Faz hoje 40 anos


 Onde estavas há 40 anos atrás?

Se alguém nos fizer esta pergunta a reacção mais provável é a resposta cliché: Há quarenta anos atrás? Eu nem me lembro do que jantei ontem...

Pois é. Ninguém sabe! Mas se eu disser que faz hoje precisamente 40 anos que se realizou o memorável concerto organizado por Bob Geldorf e Midge Ute já se fará luz nalguns cérebros e um ahhhh colectivo faz-se ouvir. E se eu disser ainda que esse concerto se chamava Live Aid já teremos luzes suficientes para enfeitar uma árvore de Natal. Os outros, os outros que não se lembram que se lixem. Vão recordar o He-Man e o Marco do macaquinho e os que nem disto se lembram que passem à frente e vão ver aqueles questionários muito engraçados em que ficamos a saber o significado do nosso nome, quem é o nosso melhor amigo e em que ano vamos morrer e porquê.

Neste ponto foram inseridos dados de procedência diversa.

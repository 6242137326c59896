// Copyright (c) Microsoft Corporation.
// Licensed under the MIT License.

//! Standard headers attached to outgoing calls.
//!
//! Every call carries the credential and the target cache name. The client
//! identification pair is carried by the first attempt a dispatcher hands to
//! a connection.

use std::fmt::{Debug, Formatter};
use std::sync::atomic::{AtomicBool, Ordering};

use stashwire_types::Metadata;

/// Metadata name of the credential header.
pub const AUTHORIZATION: &str = "authorization";
/// Metadata name of the target cache header.
pub const CACHE: &str = "cache";
/// Metadata name of the client identification header.
pub const AGENT: &str = "agent";
/// Metadata name of the runtime identification header.
pub const RUNTIME_VERSION: &str = "runtime-version";

/// Default value of the [`AGENT`] header.
pub const DEFAULT_AGENT: &str = concat!("stashwire-rust:", env!("CARGO_PKG_VERSION"));
/// Default value of the [`RUNTIME_VERSION`] header.
pub const DEFAULT_RUNTIME_VERSION: &str = concat!("rust:", env!("CARGO_PKG_RUST_VERSION"));

/// Authentication token sent with every call.
///
/// The token is never printed by `Debug`.
#[derive(Clone, PartialEq, Eq)]
pub struct Credential(String);

impl Credential {
    /// Wraps an authentication token.
    pub fn new(token: impl Into<String>) -> Self {
        Self(token.into())
    }

    /// The raw token.
    #[must_use]
    pub fn expose(&self) -> &str {
        &self.0
    }
}

impl Debug for Credential {
    fn fmt(&self, f: &mut Formatter<'_>) -> std::fmt::Result {
        f.write_str("Credential(***)")
    }
}

impl From<&str> for Credential {
    fn from(token: &str) -> Self {
        Self::new(token)
    }
}

impl From<String> for Credential {
    fn from(token: String) -> Self {
        Self(token)
    }
}

/// Attaches the standard headers to outgoing calls.
///
/// [`AUTHORIZATION`] and [`CACHE`] are attached to every call by
/// [`attach`][Self::attach]. [`AGENT`] and [`RUNTIME_VERSION`] are attached by
/// [`attach_identification`][Self::attach_identification] to the first attempt
/// only, which the dispatcher calls right before handing an attempt to a
/// connection. Each dispatcher owns its own injector.
///
/// # Examples
///
/// ```
/// use stashwire::headers::{AGENT, CACHE, HeaderInjector};
/// use stashwire_types::Metadata;
///
/// let injector = HeaderInjector::new("token");
///
/// let mut first = Metadata::new();
/// injector.attach(&mut first, "orders");
/// assert_eq!(first.get(CACHE), Some("orders"));
/// assert!(!first.contains_key(AGENT));
///
/// assert!(injector.attach_identification(&mut first));
/// assert!(first.contains_key(AGENT));
///
/// let mut second = Metadata::new();
/// injector.attach(&mut second, "orders");
/// assert!(!injector.attach_identification(&mut second));
/// assert!(!second.contains_key(AGENT));
/// ```
pub struct HeaderInjector {
    credential: Credential,
    agent: String,
    runtime_version: String,
    first_call_sent: AtomicBool,
}

impl Debug for HeaderInjector {
    fn fmt(&self, f: &mut Formatter<'_>) -> std::fmt::Result {
        f.debug_struct("HeaderInjector")
            .field("credential", &self.credential)
            .field("agent", &self.agent)
            .field("runtime_version", &self.runtime_version)
            .field("first_call_sent", &self.first_call_sent.load(Ordering::Relaxed))
            .finish()
    }
}

impl HeaderInjector {
    /// Creates an injector with the default agent and runtime identification.
    pub fn new(credential: impl Into<Credential>) -> Self {
        Self {
            credential: credential.into(),
            agent: DEFAULT_AGENT.to_string(),
            runtime_version: DEFAULT_RUNTIME_VERSION.to_string(),
            first_call_sent: AtomicBool::new(false),
        }
    }

    /// Overrides the [`AGENT`] header value.
    #[must_use]
    pub fn with_agent(mut self, agent: impl Into<String>) -> Self {
        self.agent = agent.into();
        self
    }

    /// Overrides the [`RUNTIME_VERSION`] header value.
    #[must_use]
    pub fn with_runtime_version(mut self, runtime_version: impl Into<String>) -> Self {
        self.runtime_version = runtime_version.into();
        self
    }

    /// Attaches the headers of one logical call for `cache_name`.
    ///
    /// Existing entries with the same names are replaced.
    pub fn attach(&self, metadata: &mut Metadata, cache_name: &str) {
        metadata.set(AUTHORIZATION, self.credential.expose());
        metadata.set(CACHE, cache_name);
    }

    /// Attaches [`AGENT`] and [`RUNTIME_VERSION`] if no attempt carried them yet.
    ///
    /// Returns `true` when the headers were attached. Call this only when the
    /// metadata is about to be sent.
    pub fn attach_identification(&self, metadata: &mut Metadata) -> bool {
        // The flag flips exactly once, so only one caller ever observes `false`.
        if self.first_call_sent.swap(true, Ordering::AcqRel) {
            return false;
        }

        metadata.set(AGENT, self.agent.as_str());
        metadata.set(RUNTIME_VERSION, self.runtime_version.as_str());
        true
    }

    /// Returns `true` once the identification headers were sent.
    #[must_use]
    pub fn first_call_sent(&self) -> bool {
        self.first_call_sent.load(Ordering::Acquire)
    }
}
// Copyright (c) Microsoft Corporation.
// Licensed under the MIT License.

use std::fmt::{Debug, Formatter};
use std::sync::Arc;
use std::time::{Duration, Instant};

use parking_lot::Mutex;
use tick::Clock;

use crate::{Channel, ChannelFactory, ConnectError, ConnectOptions};

/// A connection that is transparently replaced after sitting idle too long.
///
/// Staleness is evaluated lazily in [`get_handle`][Self::get_handle]: a
/// connection whose last use is more than `max_idle` ago is replaced by a
/// freshly opened one and the old one is closed. When opening the
/// replacement fails, the error is returned and the stale connection is kept,
/// so the next acquisition tries again.
///
/// Dropping the wrapper closes the connection it currently holds.
pub struct IdleRefreshingChannel<F: ChannelFactory> {
    factory: Arc<F>,
    options: ConnectOptions,
    clock: Clock,
    max_idle: Duration,
    slot: Mutex<Slot<F::Channel>>,
}

struct Slot<C> {
    channel: Arc<C>,
    last_access: Instant,
}

impl<F: ChannelFactory> Debug for IdleRefreshingChannel<F> {
    fn fmt(&self, f: &mut Formatter<'_>) -> std::fmt::Result {
        f.debug_struct("IdleRefreshingChannel")
            .field("options", &self.options)
            .field("max_idle", &self.max_idle)
            .finish_non_exhaustive()
    }
}

impl<F: ChannelFactory> IdleRefreshingChannel<F> {
    /// Opens the initial connection.
    ///
    /// # Errors
    ///
    /// Returns the factory's [`ConnectError`] when the connection cannot be opened.
    pub fn connect(factory: Arc<F>, options: ConnectOptions, clock: &Clock, max_idle: Duration) -> Result<Self, ConnectError> {
        let channel = factory.connect(&options)?;

        Ok(Self {
            factory,
            options,
            max_idle,
            slot: Mutex::new(Slot {
                channel: Arc::new(channel),
                last_access: clock.instant(),
            }),
            clock: clock.clone(),
        })
    }

    /// Returns the current connection, replacing it first when it has been idle too long.
    ///
    /// # Errors
    ///
    /// Returns the factory's [`ConnectError`] when a stale connection could not be replaced.
    pub fn get_handle(&self) -> Result<Arc<F::Channel>, ConnectError> {
        let now = self.clock.instant();
        let mut slot = self.slot.lock();
        let idle = now.saturating_duration_since(slot.last_access);

        if idle > self.max_idle {
            let replacement = match self.factory.connect(&self.options) {
                Ok(channel) => Arc::new(channel),
                Err(error) => {
                    tracing::event!(
                        name: "stashwire.connection.refresh_failed",
                        tracing::Level::WARN,
                        connection.slot = self.options.slot,
                        connection.idle = idle.as_secs_f32(),
                        error = %error,
                    );
                    return Err(error);
                }
            };

            let stale = std::mem::replace(&mut slot.channel, replacement);
            stale.close();

            tracing::event!(
                name: "stashwire.connection.refresh",
                tracing::Level::INFO,
                connection.slot = self.options.slot,
                connection.idle = idle.as_secs_f32(),
            );
        }

        slot.last_access = now;
        Ok(Arc::clone(&slot.channel))
    }

    /// The slot options this connection is opened with.
    #[must_use]
    pub fn options(&self) -> &ConnectOptions {
        &self.options
    }
}

impl<F: ChannelFactory> Drop for IdleRefreshingChannel<F> {
    fn drop(&mut self) {
        self.slot.get_mut().channel.close();
    }
}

Mas hoje faz 40 anos que se realizou o Live Aid. O objectivo era angariar fundo para combater a fome na Etiópia  e nem o facto da maior parte do dinheiro angariado ter escorrido directamente para o bolso de governos corruptos diminui a sua grandeza de intenções. Antes disso só o Woodstock em 69, se não me engano, em que as receitas eram gastas in loco em produtos naturais que punham as pessoas bem dispostas. Por cá, muito timidamente, tinhamos o Vilar de Mouros.

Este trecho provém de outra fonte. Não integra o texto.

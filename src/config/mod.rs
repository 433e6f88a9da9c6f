mod loader;
mod types;

pub use loader::{ConfigError, MAX_PER_PAGE};
pub use types::{ApiConfig, Config, ListConfig, StorageConfig};
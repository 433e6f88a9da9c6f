/// Marker trait for intents: user actions and the outcomes of effects
/// (API responses) that a reducer folds into state.
pub trait Intent: Send + 'static {}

Pois bem, eu recordo-me. Há 40 anos atrás estava eu acampado na foz do Lizandro, com o Parreira, o Mourato, o Jacinto acompanhados de vários sacos de ameixas que tínhamos ido chinchar às quintas circundantes na noite anterior. No meu tornozelo direito um lenço a servir de ligadura. Depois de tanto saltar muros, tanto subir e descer de árvores, na travessia do rio Lizandro uma pedra aguçada vingou os incautos e depauperados agricultores.

Naquela idade, quilos e quilos de ameixas quentes comidas até à agonia dentro de uma tenda quente, não fazem a mínima mossa em corpos de ferro. E no rádio portátil as canções sucedem-se.

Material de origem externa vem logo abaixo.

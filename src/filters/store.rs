use std::sync::Arc;
use std::time::Duration;

use parking_lot::Mutex;
use tokio::sync::watch;
use tracing::{debug, warn};

use super::criteria::{FilterCriteria, FilterError, FilterKey};
use super::cursor::{PageCursor, PageRequest, DEFAULT_PER_PAGE};
use super::subscription::FilterSubscription;
use crate::config::ListConfig;
use crate::storage::{KeyValueStore, StorageError, FILTERS_KEY};

/// Default quiet period before a filter edit is acted upon.
pub const DEFAULT_DEBOUNCE: Duration = Duration::from_millis(500);

/// Criteria and cursor captured at one instant.
#[derive(Debug, Clone, PartialEq, Eq)]
pub struct FilterSnapshot {
    pub criteria: FilterCriteria,
    pub cursor: PageCursor,
}

impl FilterSnapshot {
    pub fn page_request(&self) -> PageRequest {
        PageRequest::new(self.cursor, self.criteria.clone())
    }
}

/// Owner of the current filter criteria and pagination cursor.
///
/// Cheap to clone; clones share state. The current criteria live in a
/// `watch` channel, which doubles as the single-slot mailbox read by
/// [`FilterSubscription`].
#[derive(Clone)]
pub struct FilterStateStore {
    inner: Arc<Inner>,
}

struct Inner {
    storage: Arc<dyn KeyValueStore>,
    criteria: watch::Sender<FilterCriteria>,
    cursor: Mutex<PageCursor>,
    debounce: Duration,
}

impl FilterStateStore {
    pub fn new(storage: Arc<dyn KeyValueStore>) -> Self {
        Self::with_settings(storage, DEFAULT_PER_PAGE, DEFAULT_DEBOUNCE)
    }

    pub fn from_config(storage: Arc<dyn KeyValueStore>, config: &ListConfig) -> Self {
        Self::with_settings(
            storage,
            config.per_page,
            Duration::from_millis(config.debounce_ms),
        )
    }

    pub fn with_settings(
        storage: Arc<dyn KeyValueStore>,
        per_page: u32,
        debounce: Duration,
    ) -> Self {
        let (criteria, _) = watch::channel(FilterCriteria::default());
        Self {
            inner: Arc::new(Inner {
                storage,
                criteria,
                cursor: Mutex::new(PageCursor::first(per_page)),
                debounce,
            }),
        }
    }

    pub fn debounce(&self) -> Duration {
        self.inner.debounce
    }

    /// Update one criterion from its string form.
    ///
    /// Subscribers are woken only when the criteria actually change. The
    /// page is reset and the criteria persisted once the change settles,
    /// not here.
    pub fn set_filter(&self, key: FilterKey, value: &str) -> Result<(), FilterError> {
        let mut result = Ok(());
        let changed = self.inner.criteria.send_if_modified(|current| {
            let mut next = current.clone();
            if let Err(e) = next.set(key, value) {
                result = Err(e);
                return false;
            }
            if next == *current {
                return false;
            }
            *current = next;
            true
        });
        result?;

        if changed {
            debug!(filter = key.as_str(), value = %value, "Filter updated");
        }
        Ok(())
    }

    /// Replace all criteria at once, waking subscribers if they differ.
    pub fn set_criteria(&self, criteria: FilterCriteria) {
        self.inner.criteria.send_if_modified(|current| {
            if *current == criteria {
                return false;
            }
            *current = criteria;
            true
        });
    }

    pub fn criteria(&self) -> FilterCriteria {
        self.inner.criteria.borrow().clone()
    }

    pub fn cursor(&self) -> PageCursor {
        *self.inner.cursor.lock()
    }

    pub fn snapshot(&self) -> FilterSnapshot {
        FilterSnapshot {
            criteria: self.criteria(),
            cursor: self.cursor(),
        }
    }

    pub fn page_request(&self) -> PageRequest {
        self.snapshot().page_request()
    }

    pub fn set_page(&self, page: u32, per_page: u32) {
        *self.inner.cursor.lock() = PageCursor::new(page, per_page);
    }

    pub fn reset_page(&self) {
        self.inner.cursor.lock().reset();
    }

    /// Load persisted criteria, replacing the current ones.
    ///
    /// A missing, unreadable or malformed record yields empty criteria.
    /// Subscribers are only woken when the criteria actually change.
    pub fn restore(&self) -> FilterCriteria {
        let criteria = match self.inner.storage.get(FILTERS_KEY) {
            Ok(Some(json)) => FilterCriteria::from_json(&json).unwrap_or_else(|e| {
                warn!(error = %e, "Ignoring saved filters");
                FilterCriteria::default()
            }),
            Ok(None) => FilterCriteria::default(),
            Err(e) => {
                warn!(error = %e, "Failed to read saved filters");
                FilterCriteria::default()
            }
        };

        self.inner.criteria.send_if_modified(|current| {
            if *current == criteria {
                return false;
            }
            *current = criteria.clone();
            true
        });
        criteria
    }

    /// Empty the criteria and drop the persisted copy.
    pub fn clear(&self) {
        self.inner.criteria.send_if_modified(|current| {
            if current.is_empty() {
                return false;
            }
            *current = FilterCriteria::default();
            true
        });
        if let Err(e) = self.inner.storage.remove(FILTERS_KEY) {
            warn!(error = %e, "Failed to remove saved filters");
        }
    }

    /// Write the current criteria to durable storage.
    ///
    /// Empty criteria remove the key instead of storing an empty record.
    pub fn persist(&self) -> Result<(), StorageError> {
        let criteria = self.criteria();
        if criteria.is_empty() {
            self.inner.storage.remove(FILTERS_KEY)
        } else {
            self.inner.storage.set(FILTERS_KEY, &criteria.to_json())
        }
    }

    /// Start a debounced, deduplicated stream of settled criteria.
    ///
    /// Must be called within a tokio runtime. The background task stops when
    /// the returned subscription is dropped.
    pub fn subscribe(&self) -> FilterSubscription {
        FilterSubscription::spawn(self.clone(), self.inner.criteria.subscribe())
    }

    /// Applied by the subscription when a change settles.
    pub(super) fn settle(&self) {
        self.reset_page();
        if let Err(e) = self.persist() {
            warn!(error = %e, "Failed to save filters");
        }
    }
}

impl std::fmt::Debug for FilterStateStore {
    fn fmt(&self, f: &mut std::fmt::Formatter<'_>) -> std::fmt::Result {
        f.debug_struct("FilterStateStore")
            .field("criteria", &self.criteria())
            .field("cursor", &self.cursor())
            .field("debounce", &self.inner.debounce)
            .finish()
    }
}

U2, Queen, Led Zeppelin. Madonna, Black Sabbath já sem Ozzy Ozbourn...

Vadiagem completa, sem mais nada que comer e sem dinheiro de sobra nos bolsos, juntam-se moedas e compra-se no café vizinho um pacote de bolos mais que secos que se esfarelam e se tornam em farinha na boca. Empalagam, como diz o Jacinto. 

Para empurrar... mais ameixas de sumo escaldante.

...Phil Collins, Patty Labelle, Dire Straits, Elton John...

O calor é insuportável, mas temos vinte e muito poucos anos e o pessoal aguenta tudo. Ameixas com bolos secos que se esvaem num instante esboroando-se e caindo-nos sobre o peito. Best friends that's all that matters.

Brian Ferry, Judas Priest, Paul McCartney, Neil Young, …

Ao final da tarde veio o convite, já não sei de quem, para ir a S. Julião apanhar Percebes. Percebes? Percebiamos mas não tínhamos a mínima ideia do bicho, o que interessa é ir, ir a qualquer lado que cheire a ir.... mas o que interessa é qualquer coisa.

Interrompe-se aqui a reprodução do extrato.